[Collection entries]
-=-=-

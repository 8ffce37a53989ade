use approx::assert_relative_eq;
use glyph2strokes::assignment::solve_max;
use glyph2strokes::{solve, SquareMatrix};

/// Small deterministic generator so failures reproduce.
struct Lcg(u64);

impl Lcg {
    fn next(&mut self) -> f64 {
        self.0 = self.0.wrapping_mul(6364136223846793005).wrapping_add(1442695040888963407);
        ((self.0 >> 33) % 1000) as f64 / 10.0
    }
}

fn permutations(n: usize) -> Vec<Vec<usize>> {
    if n == 0 {
        return vec![vec![]];
    }
    let mut result = Vec::new();
    for perm in permutations(n - 1) {
        for slot in 0..n {
            let mut p = perm.clone();
            p.insert(slot, n - 1);
            result.push(p);
        }
    }
    result
}

fn brute_force_min(cost: &SquareMatrix) -> f64 {
    permutations(cost.len())
        .iter()
        .map(|p| p.iter().enumerate().map(|(i, &j)| cost[(i, j)]).sum::<f64>())
        .fold(f64::INFINITY, f64::min)
}

#[test]
fn solver_is_optimal_on_small_matrices() {
    let mut rng = Lcg(7);
    for n in 1..=6 {
        for _ in 0..20 {
            let cost = SquareMatrix::from_fn(n, |_, _| rng.next() - 50.0);
            let assignment = solve(&cost).unwrap();

            let mut cols = assignment.row_to_col.clone();
            cols.sort_unstable();
            assert_eq!(cols, (0..n).collect::<Vec<_>>(), "not a permutation");

            let matched: f64 = (0..n).map(|i| cost[(i, assignment.row_to_col[i])]).sum();
            assert_relative_eq!(matched, assignment.total_cost, epsilon = 1e-9);
            assert_relative_eq!(assignment.total_cost, brute_force_min(&cost), epsilon = 1e-9);
        }
    }
}

#[test]
fn maximizing_is_minimizing_the_negation() {
    let mut rng = Lcg(11);
    for n in 2..=5 {
        let score = SquareMatrix::from_fn(n, |_, _| rng.next());
        let negated = SquareMatrix::from_fn(n, |i, j| -score[(i, j)]);
        let best = solve_max(&score).unwrap();
        assert_relative_eq!(best.total_cost, -brute_force_min(&negated), epsilon = 1e-9);
    }
}

#[test]
fn rectangular_costs_are_padded() {
    // Two rows, three columns: one column stays with the padding row.
    let rows = vec![vec![4.0, 1.0, 5.0], vec![2.0, 3.0, 6.0]];
    let cost = SquareMatrix::padded(&rows, 3, 100.0).unwrap();
    assert_eq!(cost.len(), 3);
    let assignment = solve(&cost).unwrap();
    assert_relative_eq!(assignment.total_cost, 103.0);
    assert_eq!(assignment.row_to_col[0], 1);
    assert_eq!(assignment.row_to_col[1], 0);
}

-=-=-

- **Problem requirements**:
In the records above, find each line with the word "SquareMatrix" and copy it out.

- **Exercise answer**:
use glyph2strokes::{solve, SquareMatrix};
fn brute_force_min(cost: &SquareMatrix) -> f64 {
            let cost = SquareMatrix::from_fn(n, |_, _| rng.next() - 50.0);
        let score = SquareMatrix::from_fn(n, |_, _| rng.next());
        let negated = SquareMatrix::from_fn(n, |i, j| -score[(i, j)]);
    let cost = SquareMatrix::padded(&rows, 3, 100.0).unwrap();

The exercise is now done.